Put that glacier on a hillside and everything is accelerated; the living creature becomes a dragon. The ice of the glacier breaks up into immense blocks and shards, and these shift regularly, then balance on a point or edge, then fall and smash to fragments, or crack open to reveal deep fissures. As we threaded our way up through the maze of the Lho La’s icefall, we were constantly moving underneath blocks of ice that looked eternal but were actually precarious—they were certain to fall sometime in the next month or two. I’m not expert at probability theory, but I still didn’t like it.
“Freds,” I complained. “You said this was a piece of cake.”
“It is,” he said. “Check out how fast we’re going.”
“That’s because we’re scared to death.”
“Are we? Hey, it must be only forty-five degrees or so.”
This is as steep as an icefall can get before the ice all falls downhill at once. Even the famous Khumbu Icefall, which we now had a fantastic view of over to our right, fell at only about thirty degrees. The Khumbu Icefall is an unavoidable part of the standard route on Everest, and it is by far the most feared section; more people have died there than anywhere else on the mountain.
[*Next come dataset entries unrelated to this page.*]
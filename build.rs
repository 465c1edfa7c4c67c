use vergen_gitcl::{Build, Cargo, Emitter, Gitcl};

fn main() -> Result<(), Box<dyn std::error::Error>> {
    let build = Build::builder().build_timestamp(true).build();
    let cargo = Cargo::builder().build();
    let gitcl = Gitcl::builder().branch(true).sha(true).dirty(true).build();

    // Outside a git checkout the git instructions fall back to defaults,
    // which `version` reports as "unknown".
    Emitter::default()
        .add_instructions(&build)?
        .add_instructions(&cargo)?
        .add_instructions(&gitcl)?
        .emit()?;

    Ok(())
}
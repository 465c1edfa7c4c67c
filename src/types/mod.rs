//! Public types for the Membit API.

mod cluster;
mod insight;
mod reply;

pub use cluster::Cluster;
pub use insight::{Insight, RiskBand, RiskColor};
pub use reply::{Attachment, Embed, EmbedField, Reply};
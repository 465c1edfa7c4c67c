//! The engine context object.
//!
//! [`Engine`] owns every piece of shared state the bot needs: the upstream
//! HTTP session, the cluster cache, the AI summarizer and the risk keyword
//! table. Create one at startup with [`Engine::builder`], share it behind an
//! `Arc`, and call [`Engine::shutdown`] once on exit.

mod builder;

pub use builder::EngineBuilder;

use std::sync::Arc;

use crate::Result;
use crate::ai::Summarizer;
use crate::clusters::ClusterFetcher;
use crate::http::SafeHttp;
use crate::insight::{RiskKeywords, generate_heuristic_insight};
use crate::types::{Cluster, Insight};

pub struct Engine {
    http: Arc<SafeHttp>,
    fetcher: ClusterFetcher,
    summarizer: Summarizer,
    keywords: RiskKeywords,
}

impl Engine {
    pub fn builder() -> EngineBuilder {
        EngineBuilder::new()
    }

    /// Cached, de-duplicated cluster search. `None` means no data.
    pub async fn fetch_clusters(&self, keyword: &str, limit: usize) -> Option<Arc<Vec<Cluster>>> {
        self.fetcher.fetch_clusters(keyword, limit).await
    }

    /// Heuristic insight for `clusters` using this engine's keyword table.
    pub fn insight(&self, clusters: &[Cluster]) -> Insight {
        generate_heuristic_insight(clusters, &self.keywords)
    }

    /// See [`Summarizer::call_gemini_safe`].
    pub async fn summarize(&self, prompt: &str, max_tokens: u32) -> Result<String> {
        self.summarizer.call_gemini_safe(prompt, max_tokens).await
    }

    pub fn summarizer(&self) -> &Summarizer {
        &self.summarizer
    }

    pub fn keywords(&self) -> &RiskKeywords {
        &self.keywords
    }

    pub fn http(&self) -> &SafeHttp {
        &self.http
    }

    /// Release the HTTP session. Returns `true` the first time a live
    /// session is released.
    pub fn shutdown(&self) -> bool {
        self.http.close()
    }
}
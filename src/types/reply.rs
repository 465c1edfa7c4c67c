//! Outbound chat messages

use serde::{Deserialize, Serialize};

/// Binary file attached to a reply.
#[derive(Clone, PartialEq, Eq, Serialize, Deserialize)]
pub struct Attachment {
    pub filename: String,
    pub bytes: Vec<u8>,
}

impl std::fmt::Debug for Attachment {
    fn fmt(&self, f: &mut std::fmt::Formatter<'_>) -> std::fmt::Result {
        f.debug_struct("Attachment")
            .field("filename", &self.filename)
            .field("len", &self.bytes.len())
            .finish()
    }
}

/// One named section of an embed.
#[derive(Debug, Clone, PartialEq, Eq, Serialize, Deserialize)]
pub struct EmbedField {
    pub name: String,
    pub value: String,
    pub inline: bool,
}

/// Rich message: title, description, color and fields.
#[derive(Debug, Clone, Default, PartialEq, Eq, Serialize, Deserialize)]
pub struct Embed {
    pub title: String,
    pub description: Option<String>,
    pub color: u32,
    #[serde(default)]
    pub fields: Vec<EmbedField>,
    pub footer: Option<String>,
    /// Image reference, e.g. `attachment://graph.png`.
    pub image_url: Option<String>,
}

impl Embed {
    pub fn new(title: impl Into<String>) -> Self {
        Self {
            title: title.into(),
            ..Self::default()
        }
    }

    pub fn description(mut self, description: impl Into<String>) -> Self {
        self.description = Some(description.into());
        self
    }

    pub fn color(mut self, color: u32) -> Self {
        self.color = color;
        self
    }

    pub fn field(mut self, name: impl Into<String>, value: impl Into<String>, inline: bool) -> Self {
        self.fields.push(EmbedField {
            name: name.into(),
            value: value.into(),
            inline,
        });
        self
    }

    pub fn footer(mut self, footer: impl Into<String>) -> Self {
        self.footer = Some(footer.into());
        self
    }

    pub fn image(mut self, url: impl Into<String>) -> Self {
        self.image_url = Some(url.into());
        self
    }
}

/// A message the bot sends back to the channel a command came from.
#[derive(Debug, Clone, PartialEq, Eq, Serialize, Deserialize)]
pub enum Reply {
    Text(String),
    Embed {
        embed: Embed,
        attachment: Option<Attachment>,
    },
}

impl Reply {
    pub fn text(content: impl Into<String>) -> Self {
        Reply::Text(content.into())
    }

    pub fn embed(embed: Embed) -> Self {
        Reply::Embed {
            embed,
            attachment: None,
        }
    }

    pub fn embed_with_attachment(embed: Embed, attachment: Attachment) -> Self {
        Reply::Embed {
            embed,
            attachment: Some(attachment),
        }
    }

    /// Plain-text rendering for transports without rich message support.
    pub fn render_text(&self) -> String {
        match self {
            Reply::Text(content) => content.clone(),
            Reply::Embed { embed, attachment } => {
                let mut out = format!("== {} (#{:06X}) ==", embed.title, embed.color);
                if let Some(description) = &embed.description {
                    out.push('\n');
                    out.push_str(description);
                }
                for field in &embed.fields {
                    out.push_str(&format!("\n[{}]\n{}", field.name, field.value));
                }
                if let Some(attachment) = attachment {
                    out.push_str(&format!(
                        "\n<attachment {} ({} bytes)>",
                        attachment.filename,
                        attachment.bytes.len()
                    ));
                }
                if let Some(footer) = &embed.footer {
                    out.push_str(&format!("\n-- {footer}"));
                }
                out
            }
        }
    }
}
And the Lho La is worse than the Khumbu!
So I had some choice words for our situation as we climbed very quickly indeed, and most of them left Laure mystified. “Great, Freds,” I shouted at him. “Real piece of cake all right!”
“Lot of icing, anyway,” he said, and giggled. This under a wall that would flatten him like Wile E. Coyote if it fell. I shook my head.
“What do you think?” I said to Laure.
“Very bad,” Laure said. “Very bad, very dangerous.”
“What do you think we should do?”
“Whatever you like.”
We hurried.
Now I like climbing as much as anybody, almost, but I am not going to try to claim to you that it is an exceptionally sane activity.